Include all code needed to reproduce your results. Your notebook need not re-run all of the experiments; use saved results to make the plot. Example:
import matplotlib.pyplot as plt
import pandas as pd
results_nheads = [
{"num_heads": 1, "train_loss": 3.2, "val_loss": 3.5, "tokens_per_sec": 400},
{"num_heads": 1, "train_loss": 3.5, "val_loss": 3.4, "tokens_per_sec": 400},
{"num_heads": 2, "train_loss": 2.8, "val_loss": 3.0, "tokens_per_sec": 400},
{"num_heads": 2, "train_loss": 2.8, "val_loss": 3.0, "tokens_per_sec": 400},
{"num_heads": 4, "train_loss": 2.5, "val_loss": 2.7, "tokens_per_sec": 400},
{"num_heads": 4, "train_loss": 2.5, "val_loss": 2.7, "tokens_per_sec": 400},
{"num_heads": 8, "train_loss": 2.3, "val_loss": 2.9, "tokens_per_sec": 400},
{"num_heads": 8, "train_loss": 2.3, "val_loss": 2.9, "tokens_per_sec": 400},
]
pd.DataFrame(results_nheads).plot(x="num_heads", y="val_loss")

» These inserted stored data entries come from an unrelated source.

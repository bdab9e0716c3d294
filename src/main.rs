#![cfg_attr(target_family = "wasm", no_main)]
use log::warn;
use nannou::prelude::*;
use nannou_egui::Egui;
use std::sync::OnceLock;
use wasm_timer::Instant;

use pluckstring::audio::{Clip, SpritePlayer};
use pluckstring::config::PluckConfig;
use pluckstring::model::Model;
use pluckstring::{console, input, inspector};

/// The masthead the string was first drawn on.
const DEFAULT_WIDTH: f32 = 635.0;
const DEFAULT_HEIGHT: f32 = 115.0;

static CONFIG: OnceLock<PluckConfig> = OnceLock::new();

fn config() -> &'static PluckConfig {
    CONFIG.get_or_init(PluckConfig::default)
}

fn window_size(config: &PluckConfig) -> (u32, u32) {
    (
        config.width.unwrap_or(DEFAULT_WIDTH) as u32,
        config.height.unwrap_or(DEFAULT_HEIGHT) as u32,
    )
}

fn load_player(
    config: &PluckConfig,
    clip: pluckstring::Result<(String, Clip)>,
) -> Option<SpritePlayer> {
    match clip.and_then(|(_, clip)| SpritePlayer::new(clip, config.sound.clone())) {
        Ok(player) => Some(player),
        Err(err) => {
            warn!("plucks will be silent: {}", err);
            None
        }
    }
}

fn build_model(app: &App, window: WindowId, config: &PluckConfig, player: Option<SpritePlayer>) -> Model {
    let size = app
        .window(window)
        .map(|w| w.rect().wh())
        .unwrap_or_else(|| {
            let (w, h) = window_size(config);
            vec2(w as f32, h as f32)
        });
    Model::new(window, size, config, player)
        .unwrap_or_else(|err| panic!("failed to create string widget: {}", err))
}

fn update(app: &App, m: &mut Model, update: Update) {
    if m.egui.is_none() {
        if let Some(window) = app.window(m.window) {
            m.egui = Some(Egui::from_window(&window));
        }
    }

    if let Err(err) = m.widget.poll(Instant::now()) {
        warn!("deferred event failed: {}", err);
    }
    if m.widget.ticker().is_subscribed() {
        if let Err(err) = m.widget.on_tick() {
            warn!("tick failed: {}", err);
        }
    }

    if m.show_inspector {
        if let Some(egui) = m.egui.as_mut() {
            inspector::update(egui, update.since_start, &m.widget);
        }
    }
}

fn view(app: &App, m: &Model, frame: Frame) {
    let draw = app.draw();
    draw.background().color(WHITE);
    m.widget.surface().draw(&draw);

    if let Err(err) = draw.to_frame(app, &frame) {
        warn!("draw failed: {:?}", err);
    }
    if m.show_inspector {
        if let Some(egui) = m.egui.as_ref() {
            if let Err(err) = egui.draw_to_frame(&frame) {
                warn!("inspector draw failed: {:?}", err);
            }
        }
    }
}

#[cfg(not(target_family = "wasm"))]
fn model(app: &App) -> Model {
    let config = config();
    let (width, height) = window_size(config);
    let window = app
        .new_window()
        .size(width, height)
        .title(&config.element)
        .view(view)
        .event(input::event)
        .key_pressed(input::key_pressed)
        .raw_event(input::raw_window_event)
        .build()
        .unwrap_or_else(|err| panic!("failed to create window: {:?}", err));

    let player = load_player(config, Clip::load_first_playable(&config.sound_urls()));
    build_model(app, window, config, player)
}

#[cfg(not(target_family = "wasm"))]
fn main() {
    use clap::Parser;

    let args = pluckstring::config::Args::parse();
    let config = match PluckConfig::from_args(&args) {
        Ok(config) => config,
        Err(err) => {
            eprintln!("{}", err);
            std::process::exit(2);
        }
    };
    console::init(config.level_filter());
    let _ = CONFIG.set(config);

    nannou::app(model).update(update).run();
}

#[cfg(target_family = "wasm")]
mod web {
    use pluckstring::audio::Clip;
    use pluckstring::{PluckError, Result};
    use std::cell::RefCell;
    use wasm_bindgen::{JsCast, JsValue};
    use wasm_bindgen_futures::JsFuture;

    const QUERY_KEYS: [&str; 5] = ["element", "width", "height", "scriptPath", "logLevel"];

    thread_local!(pub static CLIP: RefCell<Option<Result<(String, Clip)>>> = RefCell::new(None));

    fn js_err(err: JsValue) -> PluckError {
        PluckError::Fetch(format!("{:?}", err))
    }

    pub fn query_pairs() -> Vec<(String, String)> {
        let Some(window) = web_sys::window() else {
            return vec![];
        };
        let search = window.location().search().unwrap_or_default();
        let Ok(params) = web_sys::UrlSearchParams::new_with_str(&search) else {
            return vec![];
        };
        QUERY_KEYS
            .iter()
            .filter_map(|key| params.get(key).map(|value| (key.to_string(), value)))
            .collect()
    }

    pub async fn fetch_bytes(url: &str) -> Result<Vec<u8>> {
        let window = web_sys::window().ok_or_else(|| PluckError::Fetch("no window".to_string()))?;
        let response: web_sys::Response = JsFuture::from(window.fetch_with_str(url))
            .await
            .map_err(js_err)?
            .dyn_into()
            .map_err(js_err)?;
        if !response.ok() {
            return Err(PluckError::Fetch(format!("{} answered {}", url, response.status())));
        }
        let buffer = JsFuture::from(response.array_buffer().map_err(js_err)?)
            .await
            .map_err(js_err)?;
        Ok(js_sys::Uint8Array::new(&buffer).to_vec())
    }
}

#[cfg(target_family = "wasm")]
async fn create_window(app: &App) -> WindowId {
    use nannou::wgpu::{DeviceDescriptor, Limits};

    let config = config();
    let (width, height) = window_size(config);
    let device_desc = DeviceDescriptor {
        limits: Limits {
            max_texture_dimension_2d: 8192,
            ..Limits::downlevel_webgl2_defaults()
        },
        ..Default::default()
    };

    app.new_window()
        .size(width, height)
        .device_descriptor(device_desc)
        .title(&config.element)
        .view(view)
        .event(input::event)
        .key_pressed(input::key_pressed)
        .raw_event(input::raw_window_event)
        .build_async()
        .await
        .unwrap_or_else(|err| panic!("failed to create window: {:?}", err))
}

#[cfg(target_family = "wasm")]
#[wasm_bindgen::prelude::wasm_bindgen(start)]
pub async fn start() -> Result<(), wasm_bindgen::JsValue> {
    use nannou::app;
    use nannou::wgpu::Backends;

    std::panic::set_hook(Box::new(console_error_panic_hook::hook));

    let mut config = PluckConfig::default();
    config.apply_query(web::query_pairs());
    console::init(config.level_filter());

    let mut candidates = Vec::new();
    for url in config.sound_urls() {
        let bytes = web::fetch_bytes(&url).await;
        candidates.push((url, bytes));
    }
    let clip = Clip::first_playable(candidates);
    web::CLIP.with(|c| c.replace(Some(clip)));
    let _ = CONFIG.set(config);

    app::Builder::new_async(|app| {
        Box::new(async move {
            let window = create_window(app).await;
            let clip = web::CLIP
                .with(|c| c.borrow_mut().take())
                .unwrap_or_else(|| Err(pluckstring::PluckError::NoPlayableSource(vec![])));
            let config = config();
            build_model(app, window, config, load_player(config, clip))
        })
    })
    .backends(Backends::PRIMARY | Backends::GL)
    .update(update)
    .run_async()
    .await;

    Ok(())
}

plt.xlabel("Number of attention heads")
plt.ylabel("Validation loss")
# and then in another code chunk
pd.DataFrame(results_nheads).plot(x="num_heads", y="tokens_per_sec")
Tips
fsspec errors
This is a drastic step to fix an issue with the Kaggle image. It will probably not be necessary for you.
If you get strage errors about fsspec when importing datasets, you may need to blow away and reinstall fsspec. Put this at the top of the very first code chunk:
!rm -rfv /opt/conda/lib/python3.10/site-packages/fsspec-2024.3.0.dist-info/
Progress Bar
You can add a progress bar to your training loop by using the tqdm library. Here’s how you can use it:
import tqdm
and then in yor training loop:
for example in tqdm.tqdm(train_tokenized):
Gradient Accumulation
You can speed up your Transformer training by using gradient accumulation. This simply means that instead of stepping the optimizer every iteration, you step it every N iterations. In code, instead of this:
loss.backward()
optimizer.step()
optimizer.zero_grad()
losses.append(loss.item())
You would do this (which would give an effective batch size of 4, since each step only used a single sequence):
loss.backward()
if sample_counter % 4 == 0:
optimizer.step()
optimizer.zero_grad()
losses.append(loss.item())
There’s a trade-off between speed and learning here: the more you accumulate gradients, the faster your training will be, but the less often you’ll be updating your model, so it might not actually learn faster. So you may need to change the learning rate a bit, depending how many iterations you accumulate gradients over. It reduces time per epoch, but I haven’t checked whether this actually improves time to convergence.